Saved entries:
-*-
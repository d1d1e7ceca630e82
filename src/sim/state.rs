//! Simulation world: actors, game phase, clock and score
//!
//! The world owns everything the tick loop mutates. It is built once from a
//! validated [`GameConfig`] and rebuilt in place when a round is restarted.

use glam::IVec2;

use super::actor::{Actor, ActorKind};
use super::body::{Body, BodySpec, Category, Phase};
use super::boundary::Boundary;
use super::collision::{Collide, Contact};
use super::controller::Controller;
use super::noise::GaussianNoise;
use super::player::Player;
use super::turret::Turret;
use crate::consts::SCORE_PER_SECOND;
use crate::error::ConfigError;
use crate::predictor::SequencePredictor;
use crate::settings::{ControlMode, GameConfig};

pub const PLAYER_ID: u32 = 0;
pub const BOUNDARY_ID: u32 = 1;
pub const TURRET_ID: u32 = 2;

/// Survival time in play, measured in ticks
#[derive(Debug, Clone, Copy, Default, PartialEq, Eq)]
pub struct Score {
    pub start_tick: u64,
    pub end_tick: u64,
    pub points: u64,
}

impl Score {
    /// Points for the ticks between start and end at `clock_rate` Hz
    pub fn update(&mut self, now: u64, clock_rate: u32) {
        self.end_tick = now;
        let elapsed = self.end_tick.saturating_sub(self.start_tick);
        self.points = elapsed * SCORE_PER_SECOND / u64::from(clock_rate.max(1));
    }
}

#[derive(Debug)]
pub struct SimulationWorld {
    pub phase: Phase,
    /// Simulation tick counter
    pub time_ticks: u64,
    /// Ordered by id; order decides collision pairing
    pub actors: Vec<Actor>,
    pub score: Score,
    /// Number of in-place resets so far
    pub resets: u64,
    pub(crate) noise: GaussianNoise,
    closed: bool,
    config: GameConfig,
}

impl SimulationWorld {
    /// Validate `config` and build the initial actors
    pub fn new(config: GameConfig) -> Result<Self, ConfigError> {
        config.validate()?;
        let mut noise = GaussianNoise::new(config.seed);
        let actors = build_actors(&config, None, &mut noise)?;
        log::info!(
            "World created: {}x{} @ {} Hz, turret aim {}",
            config.screen_size.x,
            config.screen_size.y,
            config.clock_rate,
            config.turret.aim_mode.as_str()
        );
        Ok(Self {
            phase: Phase::Start,
            time_ticks: 0,
            actors,
            score: Score::default(),
            resets: 0,
            noise,
            closed: false,
            config,
        })
    }

    pub fn config(&self) -> &GameConfig {
        &self.config
    }

    pub fn is_closed(&self) -> bool {
        self.closed
    }

    pub fn phase(&self) -> Phase {
        self.phase
    }

    pub fn score(&self) -> u64 {
        self.score.points
    }

    /// Rebuild every actor and start over from the title phase.
    ///
    /// The turret's predictor survives the reset with its observation
    /// window cleared, so the model keeps what it learned last round.
    pub fn reset(&mut self) {
        self.resets += 1;
        let carried = self
            .actors
            .iter_mut()
            .find_map(|a| a.kind.as_turret_mut())
            .and_then(Turret::take_predictor);
        if let Some(predictor) = &carried {
            predictor.clear_buffer();
        }

        self.noise = GaussianNoise::new(self.config.seed.wrapping_add(self.resets));
        match build_actors(&self.config, carried, &mut self.noise) {
            Ok(actors) => self.actors = actors,
            Err(e) => {
                log::error!("World reset failed: {e}");
                self.close();
                return;
            }
        }
        self.phase = Phase::Start;
        self.time_ticks = 0;
        self.score = Score::default();
        log::info!("World reset ({} so far)", self.resets);
    }

    /// Stop the world and shut every predictor down
    pub fn close(&mut self) {
        if self.closed {
            return;
        }
        self.closed = true;
        for actor in &mut self.actors {
            if let Some(turret) = actor.kind.as_turret_mut() {
                turret.shutdown();
            }
        }
        log::info!("World closed at tick {}", self.time_ticks);
    }

    /// Ask every predictor to persist its weights
    pub fn save_models(&self) {
        for turret in self.actors.iter().filter_map(|a| a.kind.as_turret()) {
            turret.save_model();
        }
    }

    pub fn actor(&self, id: u32) -> Option<&Actor> {
        self.actors.iter().find(|a| a.body.id == id)
    }

    pub fn actor_mut(&mut self, id: u32) -> Option<&mut Actor> {
        self.actors.iter_mut().find(|a| a.body.id == id)
    }

    pub fn player(&self) -> Option<&Body> {
        self.actor(PLAYER_ID).map(|a| &a.body)
    }

    pub fn boundary(&self) -> Option<&Boundary> {
        self.actor(BOUNDARY_ID).and_then(|a| a.kind.as_boundary())
    }

    pub fn boundary_mut(&mut self) -> Option<&mut Boundary> {
        self.actor_mut(BOUNDARY_ID)
            .and_then(|a| a.kind.as_boundary_mut())
    }

    pub fn turret(&self) -> Option<&Turret> {
        self.actor(TURRET_ID).and_then(|a| a.kind.as_turret())
    }

    pub fn turret_mut(&mut self) -> Option<&mut Turret> {
        self.actor_mut(TURRET_ID).and_then(|a| a.kind.as_turret_mut())
    }

    /// Snapshot of every actor as seen by the others
    pub fn contacts(&self) -> Vec<Contact> {
        self.actors.iter().map(Collide::contact).collect()
    }
}

fn base_spec(config: &GameConfig, id: u32, category: Category, pos: IVec2) -> BodySpec {
    let mut spec = BodySpec::new(id, category, pos);
    spec.gravity = config.gravity;
    spec.sample_rate = f64::from(config.clock_rate);
    spec.pixel_meter = config.pixel_meter;
    spec
}

/// Player at the center, ring around the screen, turret in the far corner
fn build_actors(
    config: &GameConfig,
    predictor: Option<SequencePredictor>,
    noise: &mut GaussianNoise,
) -> Result<Vec<Actor>, ConfigError> {
    let screen = config.screen_size;
    let center = screen / 2;

    let mut spec = base_spec(config, PLAYER_ID, Category::Player, center);
    spec.mass = config.player.mass;
    spec.resistance = config.surface_resistance;
    spec.noise_std_deviation = config.player.noise_std_deviation;
    spec.reaction_effect = true;
    spec.natural_action = true;
    let mut player = Actor::new(
        Body::new(spec)?,
        ActorKind::Player(Player::new(&config.player, config.surface_resistance)),
    );
    if config.player.control_mode == ControlMode::CloseLoop {
        player = player.with_controller(Controller::new(&config.controller, screen));
    }

    let mut spec = base_spec(config, BOUNDARY_ID, Category::Boundary, center);
    spec.mass = config.boundary.mass;
    spec.resistance = config.boundary.resistance;
    spec.noise_std_deviation = 0.0;
    spec.reaction_effect = true;
    let boundary = Actor::new(
        Body::new(spec)?,
        ActorKind::Boundary(Boundary::new(&config.boundary, screen, noise)),
    );

    let mut spec = base_spec(config, TURRET_ID, Category::Turret, screen);
    spec.mass = config.turret.mass;
    spec.resistance = config.surface_resistance;
    spec.noise_std_deviation = config.turret.noise_std_deviation;
    spec.reaction_effect = true;
    spec.natural_action = true;
    let turret = Turret::new(
        &config.turret,
        PLAYER_ID,
        predictor,
        || SequencePredictor::spawn(&config.predictor, screen),
        noise,
    );
    let turret = Actor::new(Body::new(spec)?, ActorKind::Turret(turret))
        .with_controller(Controller::new(&config.controller, screen));

    Ok(vec![player, boundary, turret])
}
//! Fixed timestep simulation tick
//!
//! One call advances the world by one clock period:
//! 1. game phase transitions, actor phases synchronized
//! 2. score bookkeeping
//! 3. per-actor state machines
//! 4. in play only: forces, integration, collisions
//!
//! Drawing is left to the caller.

use super::actor::Actor;
use super::body::{Category, Phase};
use super::collision::{Collide, Contact, check_collision_events};
use super::noise::NoiseSource;
use super::state::{BOUNDARY_ID, SimulationWorld};

/// Keys held down during this tick
#[derive(Debug, Clone, Copy, Default, PartialEq, Eq)]
pub struct TickInput {
    pub up: bool,
    pub down: bool,
    pub left: bool,
    pub right: bool,
    /// Start a round from the title screen
    pub space: bool,
    /// Restart after a round is lost
    pub backspace: bool,
    pub quit: bool,
}

/// Advance the world by one tick
pub fn tick(world: &mut SimulationWorld, input: &TickInput) {
    if world.is_closed() {
        return;
    }
    if input.quit {
        world.close();
        return;
    }
    if world.phase == Phase::Restart {
        world.reset();
        return;
    }

    update_phase(world, input);
    update_score(world);

    for actor in world.actors.iter_mut() {
        actor.machine_state(&mut world.noise);
    }
    if world.phase == Phase::Play {
        step_actors(&mut world.actors, input, &mut world.noise);
    }

    world.time_ticks += 1;
}

fn update_phase(world: &mut SimulationWorld, input: &TickInput) {
    let previous = world.phase;
    let next = match previous {
        Phase::Start if input.space => Phase::PrePlay,
        // The ring drives the world forward once it has closed in
        Phase::PrePlay => world
            .actor(BOUNDARY_ID)
            .map_or(Phase::PrePlay, |a| a.body.main_state),
        Phase::Play if world.actors.iter().any(ends_round) => Phase::Dead,
        Phase::Dead if input.backspace => Phase::Restart,
        phase => phase,
    };

    if next != previous {
        log::info!("Phase {} -> {}", previous.as_str(), next.as_str());
        if previous == Phase::Play && next == Phase::Dead {
            log::info!("Round over, score {}", world.score());
            if world.config().predictor.checkpoint_path.is_some() {
                world.save_models();
            }
        }
    }

    world.phase = next;
    for actor in &mut world.actors {
        actor.body.main_state = next;
    }
}

fn ends_round(actor: &Actor) -> bool {
    matches!(actor.body.category, Category::Boundary | Category::Turret)
        && actor.body.main_state == Phase::Dead
}

fn update_score(world: &mut SimulationWorld) {
    match world.phase {
        Phase::Start => world.score.start_tick = 0,
        Phase::PrePlay => world.score.start_tick = world.time_ticks,
        Phase::Play => {
            let clock_rate = world.config().clock_rate;
            world.score.update(world.time_ticks, clock_rate);
        }
        Phase::Dead | Phase::Restart => {}
    }
}

/// Forces, then integration, then collisions
fn step_actors(actors: &mut [Actor], input: &TickInput, noise: &mut dyn NoiseSource) {
    for actor in actors.iter_mut() {
        actor.natural_forces(noise);
    }
    for actor in actors.iter_mut() {
        actor.key_action(input);
    }

    let contacts: Vec<Contact> = actors.iter().map(Collide::contact).collect();
    for actor in actors.iter_mut() {
        actor.ai_action(&contacts);
    }
    for actor in actors.iter_mut() {
        actor.control(noise);
    }
    for actor in actors.iter_mut() {
        actor.update_pos(noise);
    }

    check_collision_events(actors);
}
-*-
§ Action item: Exactly as they appear above, output the lines of the data from the first through the one that contains "Points for the", and only those lines.

§ Task answer:
repository d1d1e7ceca630e82
filename src/sim/state.rs
//! Simulation world: actors, game phase, clock and score
//!
//! The world owns everything the tick loop mutates. It is built once from a
//! validated [`GameConfig`] and rebuilt in place when a round is restarted.

use glam::IVec2;

use super::actor::{Actor, ActorKind};
use super::body::{Body, BodySpec, Category, Phase};
use super::boundary::Boundary;
use super::collision::{Collide, Contact};
use super::controller::Controller;
use super::noise::GaussianNoise;
use super::player::Player;
use super::turret::Turret;
use crate::consts::SCORE_PER_SECOND;
use crate::error::ConfigError;
use crate::predictor::SequencePredictor;
use crate::settings::{ControlMode, GameConfig};

pub const PLAYER_ID: u32 = 0;
pub const BOUNDARY_ID: u32 = 1;
pub const TURRET_ID: u32 = 2;

/// Survival time in play, measured in ticks
#[derive(Debug, Clone, Copy, Default, PartialEq, Eq)]
pub struct Score {
    pub start_tick: u64,
    pub end_tick: u64,
    pub points: u64,
}

impl Score {
    /// Points for the ticks between start and end at `clock_rate` Hz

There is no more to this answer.